We were flying and freaking out that we were going to crash and burn.
We were so terrified that we had to pull over to the side of the road for a few hours and even after that, we had this slow, white knuckle drive back. We kind of look back on that now and laugh, but at the time, it was damn scary.
In its own way though, it was a blessing in disguise, as it completely turned me against drugs.
Since then, I’ve unfortunately seen countless contemporaries — who may well have been battling similar demons — choose to use drugs as a means of escape, only to find them a road to ruin. As far as I’m concerned, being high, especially when you’re in a depressed state, is like driving down a steep, dark, winding road with no headlights or brakes.

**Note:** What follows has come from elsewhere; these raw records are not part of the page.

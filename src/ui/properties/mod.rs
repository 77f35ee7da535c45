//! Eigenschaften-Panel (rechts): Zonen, Positionen und Messungen.

mod measurements;
mod positions;
mod zones;

use crate::app::{AppIntent, AppState};

/// Rendert das Eigenschaften-Panel und gibt erzeugte Events zurück.
///
/// Formularfelder werden direkt im `UiState` bearbeitet; gespeichert wird
/// erst über die erzeugten Intents.
pub fn render_properties_panel(ctx: &egui::Context, state: &mut AppState) -> Vec<AppIntent> {
    let mut events = Vec::new();

    egui::SidePanel::right("properties_panel")
        .default_width(300.0)
        .show(ctx, |ui| {
            egui::ScrollArea::vertical().show(ui, |ui| {
                egui::CollapsingHeader::new(format!("Zones ({})", state.zones.len()))
                    .default_open(true)
                    .show(ui, |ui| zones::render_zones_section(ui, state, &mut events));

                egui::CollapsingHeader::new(format!("Positions ({})", state.positions.len()))
                    .default_open(true)
                    .show(ui, |ui| positions::render_positions_section(ui, state, &mut events));

                egui::CollapsingHeader::new(format!(
                    "Measurements ({})",
                    state.measurements.len()
                ))
                .default_open(true)
                .show(ui, |ui| {
                    measurements::render_measurements_section(ui, state, &mut events)
                });
            });
        });

    events
}
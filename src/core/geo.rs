//! Geografische Grundtypen: Punkt (Lat/Lon), Bounding-Box und Großkreis-Distanz.

use serde::{Deserialize, Serialize};

/// Mittlerer Erdradius in Metern (identisch mit dem Radius der Leaflet-Distanz).
pub const EARTH_RADIUS_M: f64 = 6_371_000.0;

/// Geografischer Punkt in Grad.
#[derive(Debug, Clone, Copy, PartialEq, Default, Serialize, Deserialize)]
pub struct GeoPoint {
    /// Breitengrad
    pub lat: f64,
    /// Längengrad
    pub lon: f64,
}

impl GeoPoint {
    /// Erstellt einen neuen Punkt.
    pub const fn new(lat: f64, lon: f64) -> Self {
        Self { lat, lon }
    }

    /// Großkreis-Distanz (Haversine) zu einem anderen Punkt in Metern.
    pub fn distance_to(&self, other: &GeoPoint) -> f64 {
        let phi1 = self.lat.to_radians();
        let phi2 = other.lat.to_radians();
        let d_phi = (other.lat - self.lat).to_radians();
        let d_lambda = (other.lon - self.lon).to_radians();

        let a = (d_phi / 2.0).sin().powi(2)
            + phi1.cos() * phi2.cos() * (d_lambda / 2.0).sin().powi(2);
        let c = 2.0 * a.sqrt().atan2((1.0 - a).sqrt());
        EARTH_RADIUS_M * c
    }
}

/// Summiert die Großkreis-Distanzen aufeinanderfolgender Punkte.
///
/// Weniger als zwei Punkte ergeben 0.0.
pub fn path_length(points: &[GeoPoint]) -> f64 {
    points
        .windows(2)
        .map(|pair| pair[0].distance_to(&pair[1]))
        .sum()
}

/// Achsenparallele Bounding-Box, immer normalisiert (SW <= NE komponentenweise).
#[derive(Debug, Clone, Copy, PartialEq, Serialize, Deserialize)]
pub struct GeoBounds {
    /// Süd-West-Ecke (minimale Lat/Lon)
    pub south_west: GeoPoint,
    /// Nord-Ost-Ecke (maximale Lat/Lon)
    pub north_east: GeoPoint,
}

impl GeoBounds {
    /// Baut eine normalisierte Box aus zwei beliebigen Ecken.
    ///
    /// Die Reihenfolge der Ecken spielt keine Rolle.
    pub fn from_corners(a: GeoPoint, b: GeoPoint) -> Self {
        Self {
            south_west: GeoPoint::new(a.lat.min(b.lat), a.lon.min(b.lon)),
            north_east: GeoPoint::new(a.lat.max(b.lat), a.lon.max(b.lon)),
        }
    }

    /// Baut eine Box aus `[sw_lat, sw_lon, ne_lat, ne_lon]`, ebenfalls normalisiert.
    pub fn from_rect(rect: [f64; 4]) -> Self {
        Self::from_corners(
            GeoPoint::new(rect[0], rect[1]),
            GeoPoint::new(rect[2], rect[3]),
        )
    }

    /// Liefert die Ecken als `[sw_lat, sw_lon, ne_lat, ne_lon]` (Backend-Format).
    pub fn to_rect(&self) -> [f64; 4] {
        [
            self.south_west.lat,
            self.south_west.lon,
            self.north_east.lat,
            self.north_east.lon,
        ]
    }

    /// Nord-West-Ecke.
    pub fn north_west(&self) -> GeoPoint {
        GeoPoint::new(self.north_east.lat, self.south_west.lon)
    }

    /// Süd-Ost-Ecke.
    pub fn south_east(&self) -> GeoPoint {
        GeoPoint::new(self.south_west.lat, self.north_east.lon)
    }

    /// Mittelpunkt der Box.
    pub fn center(&self) -> GeoPoint {
        GeoPoint::new(
            (self.south_west.lat + self.north_east.lat) / 2.0,
            (self.south_west.lon + self.north_east.lon) / 2.0,
        )
    }

    /// Prüft, ob ein Punkt in der Box liegt (Ränder inklusive).
    pub fn contains(&self, point: &GeoPoint) -> bool {
        point.lat >= self.south_west.lat
            && point.lat <= self.north_east.lat
            && point.lon >= self.south_west.lon
            && point.lon <= self.north_east.lon
    }

    /// `true`, wenn die Box keine Fläche hat (Breite oder Höhe null).
    pub fn is_degenerate(&self) -> bool {
        self.south_west.lat == self.north_east.lat || self.south_west.lon == self.north_east.lon
    }
}
//! Keyboard-Shortcuts für den Viewport.
//!
//! Verarbeitet globale Tasten und mappt sie auf `AppIntent`s.

use crate::app::{AppIntent, InteractionMode};

/// Verarbeitet Keyboard-Shortcuts und gibt AppIntents zurück.
///
/// Solange ein Textfeld den Fokus hat, werden nur Escape-Ereignisse ausgewertet.
pub(super) fn collect_keyboard_intents(ui: &egui::Ui, mode: InteractionMode) -> Vec<AppIntent> {
    let mut events = Vec::new();

    let (key_escape, key_z, key_p, key_m, key_r, modifiers) = ui.input(|i| {
        (
            i.key_pressed(egui::Key::Escape),
            i.key_pressed(egui::Key::Z),
            i.key_pressed(egui::Key::P),
            i.key_pressed(egui::Key::M),
            i.key_pressed(egui::Key::R),
            i.modifiers,
        )
    });

    if key_escape && !mode.is_idle() {
        events.push(AppIntent::CancelModeRequested);
    }

    if ui.ctx().wants_keyboard_input() || modifiers.any() {
        return events;
    }

    if key_z {
        events.push(AppIntent::CreationModeToggled {
            mode: InteractionMode::CreatingZone,
        });
    }
    if key_p {
        events.push(AppIntent::CreationModeToggled {
            mode: InteractionMode::CreatingPosition,
        });
    }
    if key_m {
        events.push(AppIntent::CreationModeToggled {
            mode: InteractionMode::CreatingMeasurement,
        });
    }
    if key_r {
        events.push(AppIntent::ZonesReloadRequested);
    }

    events
}
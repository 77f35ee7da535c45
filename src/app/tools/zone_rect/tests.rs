use super::super::{GestureAction, GestureCommit, GestureTool};
use super::ZoneRectTool;
use crate::core::{GeoBounds, GeoPoint};
use crate::shared::Overlay;

const NE: GeoPoint = GeoPoint::new(48.95, 21.2);
const SW: GeoPoint = GeoPoint::new(48.9, 21.1);

#[test]
fn test_drag_flow_commits_normalized_bounds() {
    let mut tool = ZoneRectTool::new();

    // Von Nord-Ost nach Süd-West ziehen
    assert_eq!(tool.on_press(NE), GestureAction::Updated);
    assert_eq!(
        tool.on_move(GeoPoint::new(48.92, 21.15)),
        GestureAction::Updated
    );
    let action = tool.on_release(SW);

    let expected = GeoBounds::from_corners(SW, NE);
    assert_eq!(action, GestureAction::Commit(GestureCommit::Zone(expected)));
    assert_eq!(expected.south_west, SW);
    assert!(tool.overlay().is_none());
    assert!(tool.is_awaiting_accept());
}

#[test]
fn test_overlay_follows_pointer() {
    let mut tool = ZoneRectTool::new();
    tool.on_press(SW);
    tool.on_move(NE);

    assert_eq!(
        tool.overlay(),
        Some(Overlay::Rectangle(GeoBounds::from_corners(SW, NE)))
    );
    assert!(tool.has_pending_input());
}

#[test]
fn test_latch_blocks_second_rectangle() {
    let mut tool = ZoneRectTool::new();
    tool.on_press(SW);
    tool.on_release(NE);

    assert_eq!(tool.on_press(SW), GestureAction::Ignored);
    assert!(tool.overlay().is_none());

    // Erfolgreiche Antwort hält die Sperre
    tool.on_commit_settled(true);
    assert!(tool.is_awaiting_accept());

    // Lösen vom Eingabestrom gibt frei
    tool.detach();
    assert!(!tool.is_awaiting_accept());
    assert_eq!(tool.on_press(SW), GestureAction::Updated);
}

#[test]
fn test_rejected_commit_releases_latch() {
    let mut tool = ZoneRectTool::new();
    tool.on_press(SW);
    tool.on_release(NE);

    tool.on_commit_settled(false);

    assert!(!tool.is_awaiting_accept());
    assert_eq!(tool.on_press(SW), GestureAction::Updated);
}

#[test]
fn test_zero_area_release_is_discarded() {
    let mut tool = ZoneRectTool::new();
    tool.on_press(SW);

    assert_eq!(tool.on_release(SW), GestureAction::Updated);
    assert!(!tool.is_awaiting_accept());
    assert!(!tool.has_pending_input());
}

#[test]
fn test_move_and_release_without_press_are_ignored() {
    let mut tool = ZoneRectTool::new();
    assert_eq!(tool.on_move(NE), GestureAction::Ignored);
    assert_eq!(tool.on_release(NE), GestureAction::Ignored);
    assert_eq!(tool.on_click(NE), GestureAction::Ignored);
}

#[test]
fn test_detach_discards_live_rectangle() {
    let mut tool = ZoneRectTool::new();
    tool.on_press(SW);
    tool.on_move(NE);

    tool.detach();

    assert!(tool.overlay().is_none());
    assert_eq!(tool.on_release(NE), GestureAction::Ignored);
}
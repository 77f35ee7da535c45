use crate::core::{GeoPoint, Measurement, TimeIdGenerator};

/// Append-only Liste abgeschlossener Messungen.
#[derive(Debug, Default)]
pub struct MeasurementStore {
    measurements: Vec<Measurement>,
    ids: TimeIdGenerator,
    /// In der Liste hervorgehobene Messung
    pub selected_id: Option<String>,
}

impl MeasurementStore {
    /// Erstellt einen leeren Store.
    pub fn new() -> Self {
        Self {
            measurements: Vec::new(),
            ids: TimeIdGenerator::new(),
            selected_id: None,
        }
    }

    /// Alle Messungen in Erstellungsreihenfolge.
    pub fn measurements(&self) -> &[Measurement] {
        &self.measurements
    }

    pub fn len(&self) -> usize {
        self.measurements.len()
    }

    pub fn is_empty(&self) -> bool {
        self.measurements.is_empty()
    }

    /// Legt eine Messung aus der Punktfolge an ("Measurement N", N ab 1).
    pub fn commit(&mut self, points: Vec<GeoPoint>) -> &Measurement {
        let name = format!("Measurement {}", self.measurements.len() + 1);
        let measurement = Measurement::new(self.ids.next_id(), name, points);
        self.measurements.push(measurement);
        &self.measurements[self.measurements.len() - 1]
    }
}
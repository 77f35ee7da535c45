use crate::core::{PositionMark, TimeIdGenerator};
use indexmap::IndexMap;

/// Autoritative Sammlung der Positions-Marker (nur clientseitig).
#[derive(Debug, Default)]
pub struct PositionStore {
    marks: IndexMap<String, PositionMark>,
    ids: TimeIdGenerator,
    /// Aktuell selektierter Marker
    pub selected_id: Option<String>,
    /// Einmal-Anforderung: Kamera auf den selektierten Marker schwenken
    pub localizing: bool,
}

impl PositionStore {
    /// Erstellt einen leeren Store.
    pub fn new() -> Self {
        Self {
            marks: IndexMap::new(),
            ids: TimeIdGenerator::new(),
            selected_id: None,
            localizing: false,
        }
    }

    /// Read-only Sicht auf alle Marker in Einfügereihenfolge.
    pub fn marks(&self) -> &IndexMap<String, PositionMark> {
        &self.marks
    }

    pub fn get(&self, id: &str) -> Option<&PositionMark> {
        self.marks.get(id)
    }

    pub fn len(&self) -> usize {
        self.marks.len()
    }

    pub fn is_empty(&self) -> bool {
        self.marks.is_empty()
    }

    /// Selektierter Marker, falls die ID noch existiert.
    pub fn selected_mark(&self) -> Option<&PositionMark> {
        self.selected_id.as_deref().and_then(|id| self.marks.get(id))
    }

    /// Legt einen Marker mit zeitbasierter ID an und gibt die ID zurück.
    pub fn add(&mut self, name: &str, lat: f64, lon: f64) -> String {
        let id = self.ids.next_id();
        self.marks.insert(
            id.clone(),
            PositionMark::new(id.clone(), name.to_string(), lat, lon),
        );
        id
    }

    /// Überschreibt Name und Position. `false`, wenn die ID unbekannt ist.
    pub fn edit(&mut self, id: &str, name: &str, lat: f64, lon: f64) -> bool {
        let Some(mark) = self.marks.get_mut(id) else {
            return false;
        };
        mark.name = name.to_string();
        mark.lat = lat;
        mark.lon = lon;
        true
    }

    /// Entfernt einen Marker; eine Selektion auf ihn wird aufgehoben.
    pub fn delete(&mut self, id: &str) -> Option<PositionMark> {
        let removed = self.marks.shift_remove(id);
        if removed.is_some() && self.selected_id.as_deref() == Some(id) {
            self.selected_id = None;
        }
        removed
    }

    /// Setzt das lokale Edit-Flag.
    pub fn set_editing(&mut self, id: &str, editing: bool) -> bool {
        let Some(mark) = self.marks.get_mut(id) else {
            return false;
        };
        mark.is_editing = editing;
        true
    }
}
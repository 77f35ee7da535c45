//! Zeichnet eine `RenderScene` mit dem egui-Painter in den Karten-Viewport.

mod marker_renderer;
mod overlay_renderer;
mod types;
mod zone_renderer;

pub use crate::shared::RenderScene;
use types::RenderContext;

/// Hintergrundfarbe des Viewports (ohne Kacheln).
const BACKGROUND: egui::Color32 = egui::Color32::from_rgb(24, 28, 34);

/// Zeichnet eine komplette Szene.
///
/// Reihenfolge: Zonen, Messungen, Marker, Live-Vorschau.
pub fn render_scene(painter: &egui::Painter, rect: egui::Rect, scene: &RenderScene) {
    painter.rect_filled(rect, 0.0, BACKGROUND);

    let ctx = RenderContext::new(painter, rect, scene);
    zone_renderer::render_zones(&ctx, &scene.zones);
    overlay_renderer::render_measurements(
        &ctx,
        &scene.measurements,
        scene.selected_measurement_id.as_deref(),
    );
    marker_renderer::render_marks(&ctx, &scene.marks, scene.selected_mark_id.as_deref());
    if let Some(overlay) = &scene.overlay {
        overlay_renderer::render_overlay(&ctx, overlay);
    }
}
//! Handler für Zeigerereignisse der Erstellungsmodi.

use crate::app::use_cases;
use crate::app::AppState;
use crate::core::GeoPoint;

pub fn press(state: &mut AppState, pos: GeoPoint) {
    use_cases::gesture::press(state, pos);
}

pub fn move_to(state: &mut AppState, pos: GeoPoint) {
    use_cases::gesture::move_to(state, pos);
}

pub fn release(state: &mut AppState, pos: GeoPoint) {
    use_cases::gesture::release(state, pos);
}

pub fn click(state: &mut AppState, pos: GeoPoint) {
    use_cases::gesture::click(state, pos);
}
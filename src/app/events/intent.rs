use crate::app::state::InteractionMode;
use crate::backend::BackendReply;
use crate::core::{GeoPoint, ZoneType};

/// App-Intent und App-Command Events.
/// Intents sind Eingaben aus UI/System ohne direkte Mutationslogik.
#[derive(Debug, Clone)]
pub enum AppIntent {
    /// Anwendung beenden
    ExitRequested,
    /// Zonen neu vom Backend laden
    ZonesReloadRequested,

    // ── Modi ────────────────────────────────────────────────────
    /// Erstellungsmodus umschalten (Toolbar-Button)
    CreationModeToggled { mode: InteractionMode },
    /// Aktiven Modus verlassen (Escape)
    CancelModeRequested,

    // ── Karten-Zeigerereignisse (Geo-Koordinaten) ───────────────
    /// Primäre Maustaste auf der Karte gedrückt
    MapPointerPressed { pos: GeoPoint },
    /// Maus über der Karte bewegt
    MapPointerMoved { pos: GeoPoint },
    /// Primäre Maustaste losgelassen
    MapPointerReleased { pos: GeoPoint },
    /// Einfacher Klick ohne Drag
    MapClicked { pos: GeoPoint },

    // ── Native Kamera-Interaktion ───────────────────────────────
    /// Viewport-Größe hat sich geändert
    ViewportResized { size: [f32; 2] },
    /// Karte mit der Maus verschoben (Pixel-Delta)
    CameraPanned { delta_px: [f32; 2] },
    /// Mausrad-Zoom um `steps` Stufen auf Bildschirmpunkt
    ScrollZoomed { steps: f64, focus_px: [f32; 2] },
    /// Doppelklick auf die Karte
    MapDoubleClicked { focus_px: [f32; 2] },

    // ── Zonen ───────────────────────────────────────────────────
    /// Zone in Liste oder Karte gewählt (None = Selektion aufheben)
    ZoneSelected { zone_id: Option<String> },
    /// Edit-Modus einer Zone umschalten
    ZoneEditingToggled { zone_id: String },
    /// Formular speichern
    ZoneSaveRequested {
        zone_id: String,
        name: String,
        zone_type: ZoneType,
    },
    /// Formular verwerfen (neue Zonen werden gelöscht)
    ZoneEditCancelled { zone_id: String },
    /// Zone löschen
    ZoneDeleteRequested { zone_id: String },
    /// Wetterdaten einer Zone neu abrufen
    ZoneRefreshRequested { zone_id: String },
    /// Karte auf Zone ausrichten
    ZoneLocalizeRequested { zone_id: String },

    // ── Positionen ──────────────────────────────────────────────
    /// Marker gewählt (None = Selektion aufheben)
    PositionSelected { mark_id: Option<String> },
    /// Edit-Modus eines Markers umschalten
    PositionEditingToggled { mark_id: String },
    /// Formular speichern
    PositionSaveRequested {
        mark_id: String,
        name: String,
        lat: f64,
        lon: f64,
    },
    /// Formular verwerfen
    PositionEditCancelled { mark_id: String },
    /// Marker löschen
    PositionDeleteRequested { mark_id: String },
    /// Karte auf Marker schwenken
    PositionLocalizeRequested { mark_id: String },

    // ── Messungen ───────────────────────────────────────────────
    /// Messung in der Liste hervorheben
    MeasurementSelected { measurement_id: Option<String> },

    // ── System ──────────────────────────────────────────────────
    /// Antwort des Backend-Workers
    BackendReplied { reply: BackendReply },
}
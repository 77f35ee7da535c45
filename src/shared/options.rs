//! Zentrale Konfiguration für den Zone Map Editor.
//!
//! `EditorOptions` enthält alle zur Laufzeit änderbaren Werte.
//! Die `const`-Werte bleiben als Fallback/Default erhalten.

use serde::{Deserialize, Serialize};

// ── Backend ─────────────────────────────────────────────────────────

/// Basis-URL des Zonen-Backends.
pub const BACKEND_URL: &str = "http://localhost:8001/";

// ── Kamera ──────────────────────────────────────────────────────────

/// Startmittelpunkt der Karte (Lat, Lon).
pub const START_CENTER: [f64; 2] = [48.946518848754174, 21.16296710612785];
/// Start-Zoom-Level.
pub const START_ZOOM: f64 = 13.0;
/// Rand in Pixeln beim Ausrichten auf eine Zone.
pub const FIT_BOUNDS_PADDING_PX: f64 = 200.0;
/// Zoom-Stufen pro Mausrad-Raste.
pub const SCROLL_ZOOM_STEP: f64 = 0.5;

// ── Erstellung ──────────────────────────────────────────────────────

/// Vorbelegter Name neuer Zonen.
pub const NEW_ZONE_NAME: &str = "New Zone";
/// Vorbelegter Name neuer Positions-Marker.
pub const NEW_POSITION_NAME: &str = "New Position";

// ── Darstellung ─────────────────────────────────────────────────────

/// Farbe normaler Zonen (RGBA: Blau).
pub const ZONE_COLOR_DEFAULT: [f32; 4] = [0.2, 0.4, 1.0, 1.0];
/// Farbe der selektierten Zone (RGBA: Rot).
pub const ZONE_COLOR_SELECTED: [f32; 4] = [1.0, 0.0, 0.0, 1.0];
/// Farbe inaktiver Zonen (RGBA: Grau).
pub const ZONE_COLOR_INACTIVE: [f32; 4] = [0.5, 0.5, 0.5, 1.0];
/// Umrissfarbe von Auto-Groups (RGBA: Grün).
pub const ZONE_COLOR_AUTO_GROUP: [f32; 4] = [0.0, 0.8, 0.0, 1.0];
/// Deckkraft der Zonen-Füllung.
pub const ZONE_FILL_OPACITY: f32 = 0.2;
/// Farbe der Positions-Marker (RGBA: Orange).
pub const MARKER_COLOR: [f32; 4] = [1.0, 0.55, 0.0, 1.0];
/// Farbe des selektierten Markers (RGBA: Rot).
pub const MARKER_COLOR_SELECTED: [f32; 4] = [1.0, 0.0, 0.0, 1.0];
/// Marker-Radius in Pixeln (auch Klick-Radius).
pub const MARKER_RADIUS_PX: f32 = 7.0;
/// Farbe der Messlinien (RGBA: Magenta).
pub const MEASUREMENT_COLOR: [f32; 4] = [0.9, 0.1, 0.9, 1.0];
/// Farbe der Live-Vorschau beim Aufziehen (RGBA: Gelb).
pub const OVERLAY_COLOR: [f32; 4] = [1.0, 0.85, 0.0, 1.0];
/// Linienstärke für Umrisse, Messlinien und Vorschau in Pixeln.
pub const STROKE_WIDTH_PX: f32 = 2.0;

// ── Laufzeit-Optionen (serialisierbar) ─────────────────────────────

/// Alle zur Laufzeit änderbaren Editor-Optionen.
/// Wird als `zone_map_editor.toml` neben der Binary gespeichert.
#[derive(Debug, Clone, Serialize, Deserialize, PartialEq)]
#[serde(default)]
pub struct EditorOptions {
    // ── Backend ─────────────────────────────────────────────────
    /// Basis-URL des Zonen-Backends (mit abschließendem `/`)
    pub backend_url: String,

    // ── Kamera ──────────────────────────────────────────────────
    /// Startmittelpunkt [Lat, Lon]
    pub start_center: [f64; 2],
    /// Start-Zoom-Level
    pub start_zoom: f64,
    /// Rand in Pixeln beim Ausrichten auf eine Zone
    pub fit_bounds_padding_px: f64,
    /// Zoom-Stufen pro Mausrad-Raste
    pub scroll_zoom_step: f64,

    // ── Erstellung ──────────────────────────────────────────────
    /// Name neuer Zonen
    pub new_zone_name: String,
    /// Name neuer Positions-Marker
    pub new_position_name: String,

    // ── Zonen ───────────────────────────────────────────────────
    pub zone_color_default: [f32; 4],
    pub zone_color_selected: [f32; 4],
    pub zone_color_inactive: [f32; 4],
    pub zone_color_auto_group: [f32; 4],
    /// Deckkraft der Füllung (0.0 = keine Füllung)
    pub zone_fill_opacity: f32,

    // ── Marker & Linien ─────────────────────────────────────────
    pub marker_color: [f32; 4],
    pub marker_color_selected: [f32; 4],
    /// Marker-Radius in Pixeln
    pub marker_radius_px: f32,
    pub measurement_color: [f32; 4],
    pub overlay_color: [f32; 4],
    /// Linienstärke in Pixeln
    pub stroke_width_px: f32,
}

impl Default for EditorOptions {
    fn default() -> Self {
        Self {
            backend_url: BACKEND_URL.to_string(),

            start_center: START_CENTER,
            start_zoom: START_ZOOM,
            fit_bounds_padding_px: FIT_BOUNDS_PADDING_PX,
            scroll_zoom_step: SCROLL_ZOOM_STEP,

            new_zone_name: NEW_ZONE_NAME.to_string(),
            new_position_name: NEW_POSITION_NAME.to_string(),

            zone_color_default: ZONE_COLOR_DEFAULT,
            zone_color_selected: ZONE_COLOR_SELECTED,
            zone_color_inactive: ZONE_COLOR_INACTIVE,
            zone_color_auto_group: ZONE_COLOR_AUTO_GROUP,
            zone_fill_opacity: ZONE_FILL_OPACITY,

            marker_color: MARKER_COLOR,
            marker_color_selected: MARKER_COLOR_SELECTED,
            marker_radius_px: MARKER_RADIUS_PX,
            measurement_color: MEASUREMENT_COLOR,
            overlay_color: OVERLAY_COLOR,
            stroke_width_px: STROKE_WIDTH_PX,
        }
    }
}

impl EditorOptions {
    /// Lädt Optionen aus einer TOML-Datei. Bei Fehler: Standardwerte.
    pub fn load_from_file(path: &std::path::Path) -> Self {
        match std::fs::read_to_string(path) {
            Ok(content) => match toml::from_str(&content) {
                Ok(opts) => {
                    log::info!("Optionen geladen aus: {}", path.display());
                    opts
                }
                Err(e) => {
                    log::warn!("Optionen-Datei fehlerhaft, verwende Standardwerte: {}", e);
                    Self::default()
                }
            },
            Err(_) => {
                log::info!("Keine Optionen-Datei gefunden, verwende Standardwerte");
                Self::default()
            }
        }
    }

    /// Speichert Optionen als TOML-Datei.
    pub fn save_to_file(&self, path: &std::path::Path) -> anyhow::Result<()> {
        let content = toml::to_string_pretty(self)?;
        std::fs::write(path, content)?;
        log::info!("Optionen gespeichert nach: {}", path.display());
        Ok(())
    }

    /// Ermittelt den Pfad zur Optionen-Datei neben der Binary.
    pub fn config_path() -> std::path::PathBuf {
        std::env::current_exe()
            .unwrap_or_else(|_| std::path::PathBuf::from("zone_map_editor"))
            .parent()
            .unwrap_or_else(|| std::path::Path::new("."))
            .join("zone_map_editor.toml")
    }
}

It’s a surefire recipe for disaster.
Not long after that, my brothers Dean and Ross, my sister Ellie and Dynamite told me that they were planning a mid-winter Hawaiian vacation and invited me along. I initially declined, but they persisted and I finally agreed to join them.
At the time, Dynamite and I were the two top babyfaces in the territory.
In order to account for our disappearance, booker Dick Steinborn suggested a story line that entailed Dynamite — who’d been tag teaming with me quite a bit — enlisting the help of a British heel who’d recently arrived to do a heel double cross. The offshoot was that I’d be “injured” and out of action for the next month, while Dynamite, who would turn heel, would be suspended.
I told Steinborn I was game for whatever, so we shot the angle, and as Steinborn had predicted, it got a super hot reaction — making me a martyr, as I supposedly wound up being ambulanced to the hospital, while Dynamite, who’d been one of our most popular babyfaces, suddenly was transformed into the most hated heel in the territory.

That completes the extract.